Depois de lermos e ouvirmos consecutivamente o quanto o Vietname é dos países mais difíceis para os viajantes pé-rapados, decidimos fazer aqui uma pequena paragem-passagem de quinze dias para picar o ponto. Ah porque eles odeiam turistas, a menos que vás para lá cheio de dinheiro. Ah porque eles são ensinados desde o berço a culpar todos os ocidentais por todas as desgraças que sofrem. Ah porque num país comunista talvez já não comam criancinhas mas sentes logo o atraso global. Ah!
Eis que, já bem avisados, mal passamos a fronteira e ainda no autocarro, vêm dois desses malvados tourist haters perguntar quem somos, o que achamos do país deles – com orgulho envergonhado – se precisamos de alguma coisa. Mas não pensem que nos enganam! De pé atrás, respondo fechada, pouca conversa, que de certeza que nos querem raptar ou vender qualquer coisa. Olha, foram andando a sorrir e em adeuses simpáticos. Só isso.
Chegamos: boquiaberta quase desfaleço no erro.
Vibração como a desta cidade ainda não conhecia por estes lados.
Arranha-céus como não há em Lisboa, pessoas, trânsito, energia, comida, tudo em quantidades colossais por metro quadrado. E aquilo que, de repente mas evidentemente me aparece, é: verdade.
Desde que cheguei à Ásia, e apenas agora o percebo, chego a um sítio em que a vida acontece mesmo sem eu lá estar. Não tenho a pretensão de ser o eixo do mundo tailandês ou cambodjano, mas aqui tudo acontece independentemente do turismo e isto eu ainda não tinha visto. Os passeios, as lojas e as estradas estão cheios de pessoas a ir trabalhar, a tomar café, a beber cerveja, a comprar roupa. Pessoas que vivem aqui! Em vez de tuk-tuks cheios de gente bronzeada a comprar eternas t-shirts I love Thailand, enquanto comem hambúrgueres a caminho da piscina de resort. Aqui as lojas não são de souvenires inventados, de tererés e tatuagens temporárias. São de ferragens, de tupperwares, de fatos de treino ou raquetes. Os supermercados em vez de chocapic e pizza vendem legumes, arroz e uma data de coisas não traduzidas. A cidade existe para quem lá vive e não está para venda.

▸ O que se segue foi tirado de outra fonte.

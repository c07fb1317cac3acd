pub mod classifier;
pub mod cli;
pub mod config;
pub mod domain;
pub mod error;
pub mod formatter;
pub mod git;
pub mod pattern;

pub use cli::{run_action, VersionResult};
pub use error::{Result, SemanticVersionError};
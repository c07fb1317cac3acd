use super::version::Version;
use serde::Serialize;

/// The most recent release reachable from the current commit
#[derive(Debug, Clone, Default, PartialEq, Eq, Serialize)]
pub struct LastRelease {
    /// Commit carrying the release tag; `None` when nothing was ever released
    pub hash: Option<String>,
    pub major: u64,
    pub minor: u64,
    pub patch: u64,
    /// Whether the current commit carries a release tag
    pub is_tagged: bool,
    /// Version tagged on the current commit itself, if any
    pub current: Option<Version>,
}

impl LastRelease {
    /// Release `0.0.0` with no commit behind it
    pub fn none() -> Self {
        LastRelease::default()
    }

    /// A release found at `hash`, not on the current commit
    pub fn at(hash: impl Into<String>, version: Version) -> Self {
        LastRelease {
            hash: Some(hash.into()),
            major: version.major,
            minor: version.minor,
            patch: version.patch,
            is_tagged: false,
            current: None,
        }
    }

    /// A release tagged on the current commit
    pub fn tagged_current(hash: impl Into<String>, version: Version) -> Self {
        LastRelease {
            is_tagged: true,
            current: Some(version),
            ..LastRelease::at(hash, version)
        }
    }

    pub fn version(&self) -> Version {
        Version::new(self.major, self.minor, self.patch)
    }
}

#[cfg(test)]
mod tests {
    use super::*;

    #[test]
    fn test_none_is_zero_release() {
        let release = LastRelease::none();
        assert_eq!(release.hash, None);
        assert!(release.version().is_zero());
        assert!(!release.is_tagged);
        assert_eq!(release.current, None);
    }

    #[test]
    fn test_tagged_current_sets_current_version() {
        let release = LastRelease::tagged_current("abc", Version::new(2, 0, 0));
        assert!(release.is_tagged);
        assert_eq!(release.current, Some(Version::new(2, 0, 0)));
        assert_eq!(release.version(), Version::new(2, 0, 0));
        assert_eq!(release.hash.as_deref(), Some("abc"));
    }
}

A cada milhar de pessoas reconhecemos um par de turistas, a cada dez vietnamitas cumprimentamos nove sorrisos. E é este o Inferno a que viemos. Uma cidade com alma, não construída para nos agradar a nós, que nos respeita, nos ajuda e nos sorri. Um país que, atrevo-me a apostar, quando decidirmos desaparecer, nós turistas, vai ficar exactamente na mesma. E isto, garanto-vos, não é fácil de sentir por estes lados.
Ainda por cima, depois de dezenas de anos em guerra, Ho Chi Minh, em termos de desenvolvimento, é capaz de fazer corar muita cidade por essa velha Europa fora.
Um horror, isto aqui. Vou só ficar a assistir mais um bocadinho.